=== Section Start ===
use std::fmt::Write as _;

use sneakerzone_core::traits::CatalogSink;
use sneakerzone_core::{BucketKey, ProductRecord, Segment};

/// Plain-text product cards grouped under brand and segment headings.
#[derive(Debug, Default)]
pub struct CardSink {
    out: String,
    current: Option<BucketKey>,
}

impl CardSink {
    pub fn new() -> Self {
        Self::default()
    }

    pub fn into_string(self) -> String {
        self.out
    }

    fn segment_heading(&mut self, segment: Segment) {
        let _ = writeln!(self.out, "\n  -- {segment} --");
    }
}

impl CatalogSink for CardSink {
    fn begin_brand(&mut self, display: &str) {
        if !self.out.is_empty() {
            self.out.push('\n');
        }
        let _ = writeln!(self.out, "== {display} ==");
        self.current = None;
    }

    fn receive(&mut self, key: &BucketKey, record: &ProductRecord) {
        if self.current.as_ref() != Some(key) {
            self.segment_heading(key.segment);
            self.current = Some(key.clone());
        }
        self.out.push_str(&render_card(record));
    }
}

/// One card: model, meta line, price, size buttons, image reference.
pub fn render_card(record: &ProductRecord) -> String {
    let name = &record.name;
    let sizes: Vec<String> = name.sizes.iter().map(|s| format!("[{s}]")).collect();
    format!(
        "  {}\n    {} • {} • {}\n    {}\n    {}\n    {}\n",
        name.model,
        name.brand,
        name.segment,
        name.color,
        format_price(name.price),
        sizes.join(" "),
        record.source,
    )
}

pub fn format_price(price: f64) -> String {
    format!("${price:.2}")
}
=== Section End ===
=== Section Start ===
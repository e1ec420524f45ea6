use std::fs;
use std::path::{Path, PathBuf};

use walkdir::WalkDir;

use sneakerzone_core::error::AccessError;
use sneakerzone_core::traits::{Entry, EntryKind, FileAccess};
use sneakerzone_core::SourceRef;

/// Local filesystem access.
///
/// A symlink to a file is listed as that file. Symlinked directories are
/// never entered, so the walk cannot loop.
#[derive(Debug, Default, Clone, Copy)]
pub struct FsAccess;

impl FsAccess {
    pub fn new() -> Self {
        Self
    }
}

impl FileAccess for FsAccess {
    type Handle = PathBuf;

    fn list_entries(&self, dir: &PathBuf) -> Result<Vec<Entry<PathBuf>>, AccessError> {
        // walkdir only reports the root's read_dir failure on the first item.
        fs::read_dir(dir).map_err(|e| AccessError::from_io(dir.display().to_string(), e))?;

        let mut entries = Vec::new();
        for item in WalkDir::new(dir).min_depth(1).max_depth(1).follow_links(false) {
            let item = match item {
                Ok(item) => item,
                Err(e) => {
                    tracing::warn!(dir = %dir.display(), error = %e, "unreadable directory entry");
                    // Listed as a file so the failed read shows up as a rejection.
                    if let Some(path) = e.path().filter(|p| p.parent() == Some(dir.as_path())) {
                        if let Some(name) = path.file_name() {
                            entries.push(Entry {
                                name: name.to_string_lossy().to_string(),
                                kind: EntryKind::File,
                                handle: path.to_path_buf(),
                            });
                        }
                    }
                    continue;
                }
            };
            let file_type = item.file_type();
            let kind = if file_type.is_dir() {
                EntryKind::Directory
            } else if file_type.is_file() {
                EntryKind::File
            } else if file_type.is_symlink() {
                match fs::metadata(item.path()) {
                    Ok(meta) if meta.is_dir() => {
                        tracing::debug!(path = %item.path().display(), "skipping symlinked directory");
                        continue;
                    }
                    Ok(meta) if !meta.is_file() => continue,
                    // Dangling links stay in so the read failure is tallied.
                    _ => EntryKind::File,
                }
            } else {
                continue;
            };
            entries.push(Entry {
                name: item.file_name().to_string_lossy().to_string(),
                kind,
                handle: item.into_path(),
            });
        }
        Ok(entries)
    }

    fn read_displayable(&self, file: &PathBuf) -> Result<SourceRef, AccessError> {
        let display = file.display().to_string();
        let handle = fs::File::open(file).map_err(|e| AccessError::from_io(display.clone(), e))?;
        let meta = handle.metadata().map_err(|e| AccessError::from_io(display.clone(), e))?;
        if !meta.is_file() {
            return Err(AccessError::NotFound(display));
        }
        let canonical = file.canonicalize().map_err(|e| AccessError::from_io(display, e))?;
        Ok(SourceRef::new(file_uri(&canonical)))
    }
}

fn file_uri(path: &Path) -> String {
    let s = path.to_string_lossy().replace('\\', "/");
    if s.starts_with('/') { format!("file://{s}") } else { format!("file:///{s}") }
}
=== Section End ===
=== Section Start ===
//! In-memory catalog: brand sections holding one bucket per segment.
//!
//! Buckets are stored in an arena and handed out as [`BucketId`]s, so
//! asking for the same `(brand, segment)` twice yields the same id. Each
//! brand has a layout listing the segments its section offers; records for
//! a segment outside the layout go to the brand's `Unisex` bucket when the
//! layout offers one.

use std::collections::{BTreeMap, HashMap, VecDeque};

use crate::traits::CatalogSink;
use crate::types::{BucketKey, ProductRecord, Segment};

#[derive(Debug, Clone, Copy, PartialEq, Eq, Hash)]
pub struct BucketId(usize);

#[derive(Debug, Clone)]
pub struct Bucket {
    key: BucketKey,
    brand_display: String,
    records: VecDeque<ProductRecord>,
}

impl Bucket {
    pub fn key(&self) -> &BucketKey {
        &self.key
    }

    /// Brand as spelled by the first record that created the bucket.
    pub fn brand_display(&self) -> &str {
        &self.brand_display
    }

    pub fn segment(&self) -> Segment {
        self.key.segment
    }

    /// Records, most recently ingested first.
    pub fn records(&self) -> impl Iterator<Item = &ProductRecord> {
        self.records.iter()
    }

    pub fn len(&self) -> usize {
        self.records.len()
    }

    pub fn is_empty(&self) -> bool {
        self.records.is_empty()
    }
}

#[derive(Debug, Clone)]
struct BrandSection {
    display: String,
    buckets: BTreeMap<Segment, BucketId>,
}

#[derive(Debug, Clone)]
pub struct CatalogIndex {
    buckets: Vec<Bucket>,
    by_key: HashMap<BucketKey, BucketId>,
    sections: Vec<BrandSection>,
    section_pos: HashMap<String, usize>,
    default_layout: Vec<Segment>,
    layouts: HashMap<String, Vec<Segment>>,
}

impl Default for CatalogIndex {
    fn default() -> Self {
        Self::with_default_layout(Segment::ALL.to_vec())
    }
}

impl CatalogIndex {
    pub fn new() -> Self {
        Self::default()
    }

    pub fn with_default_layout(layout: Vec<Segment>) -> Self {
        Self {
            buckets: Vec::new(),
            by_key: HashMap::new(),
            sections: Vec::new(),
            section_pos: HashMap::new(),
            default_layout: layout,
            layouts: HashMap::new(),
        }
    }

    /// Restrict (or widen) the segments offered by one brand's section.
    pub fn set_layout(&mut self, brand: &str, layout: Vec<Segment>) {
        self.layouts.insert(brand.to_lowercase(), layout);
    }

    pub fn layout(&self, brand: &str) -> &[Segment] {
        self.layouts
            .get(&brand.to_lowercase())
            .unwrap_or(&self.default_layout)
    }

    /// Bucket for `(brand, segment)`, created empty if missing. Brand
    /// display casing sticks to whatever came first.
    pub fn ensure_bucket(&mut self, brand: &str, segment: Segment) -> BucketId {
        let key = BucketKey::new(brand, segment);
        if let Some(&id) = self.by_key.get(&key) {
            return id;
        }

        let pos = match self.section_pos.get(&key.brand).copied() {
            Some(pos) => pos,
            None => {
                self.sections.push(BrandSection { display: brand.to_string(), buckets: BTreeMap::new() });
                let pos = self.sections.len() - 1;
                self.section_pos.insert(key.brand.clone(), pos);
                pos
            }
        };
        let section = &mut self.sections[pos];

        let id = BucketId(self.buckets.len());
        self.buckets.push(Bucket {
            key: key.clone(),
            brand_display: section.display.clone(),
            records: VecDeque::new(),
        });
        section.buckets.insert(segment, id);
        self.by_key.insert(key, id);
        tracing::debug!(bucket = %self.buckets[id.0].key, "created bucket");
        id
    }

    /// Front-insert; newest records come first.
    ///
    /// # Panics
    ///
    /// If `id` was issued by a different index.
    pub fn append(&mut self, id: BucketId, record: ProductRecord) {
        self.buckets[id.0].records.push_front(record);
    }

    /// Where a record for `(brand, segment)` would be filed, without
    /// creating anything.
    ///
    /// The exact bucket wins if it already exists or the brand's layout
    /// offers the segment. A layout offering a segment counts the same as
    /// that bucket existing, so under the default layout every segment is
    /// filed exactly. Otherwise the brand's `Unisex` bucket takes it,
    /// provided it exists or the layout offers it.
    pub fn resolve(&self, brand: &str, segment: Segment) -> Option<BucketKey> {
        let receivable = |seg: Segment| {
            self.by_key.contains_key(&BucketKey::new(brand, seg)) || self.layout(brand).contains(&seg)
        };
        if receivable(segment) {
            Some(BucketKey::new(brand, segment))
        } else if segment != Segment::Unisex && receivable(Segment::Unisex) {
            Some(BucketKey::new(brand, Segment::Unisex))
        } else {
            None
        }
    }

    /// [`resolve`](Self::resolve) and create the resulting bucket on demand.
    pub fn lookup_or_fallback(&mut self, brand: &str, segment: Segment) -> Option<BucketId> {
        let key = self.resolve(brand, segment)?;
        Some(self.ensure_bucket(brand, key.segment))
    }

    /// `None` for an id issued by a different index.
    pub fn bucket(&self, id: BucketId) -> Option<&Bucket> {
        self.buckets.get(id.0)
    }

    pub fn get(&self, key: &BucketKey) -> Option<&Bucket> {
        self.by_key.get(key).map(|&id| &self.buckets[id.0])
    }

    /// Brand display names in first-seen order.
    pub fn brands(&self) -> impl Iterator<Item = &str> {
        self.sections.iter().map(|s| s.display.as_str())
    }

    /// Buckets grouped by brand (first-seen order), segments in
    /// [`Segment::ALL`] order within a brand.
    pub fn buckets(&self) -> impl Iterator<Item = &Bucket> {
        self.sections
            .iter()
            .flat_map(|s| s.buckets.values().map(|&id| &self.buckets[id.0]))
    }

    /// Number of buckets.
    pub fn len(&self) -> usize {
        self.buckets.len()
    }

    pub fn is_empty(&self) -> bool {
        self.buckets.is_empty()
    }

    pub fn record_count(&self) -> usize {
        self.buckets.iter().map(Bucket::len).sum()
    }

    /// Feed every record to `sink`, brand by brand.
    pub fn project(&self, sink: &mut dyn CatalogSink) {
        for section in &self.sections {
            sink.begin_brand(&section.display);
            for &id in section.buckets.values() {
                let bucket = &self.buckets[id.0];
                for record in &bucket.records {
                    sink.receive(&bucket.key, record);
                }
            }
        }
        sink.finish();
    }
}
=== Section End ===
◆ TO DO:
Looking at the records above, return exactly the lines from the line with "use std::fmt::Write as _;" to the line with "pub fn into_string(self)", both ends included.

◆ RESPONSE TO THE TASK:
use std::fmt::Write as _;

use sneakerzone_core::traits::CatalogSink;
use sneakerzone_core::{BucketKey, ProductRecord, Segment};

/// Plain-text product cards grouped under brand and segment headings.
#[derive(Debug, Default)]
pub struct CardSink {
    out: String,
    current: Option<BucketKey>,
}

impl CardSink {
    pub fn new() -> Self {
        Self::default()
    }

    pub fn into_string(self) -> String {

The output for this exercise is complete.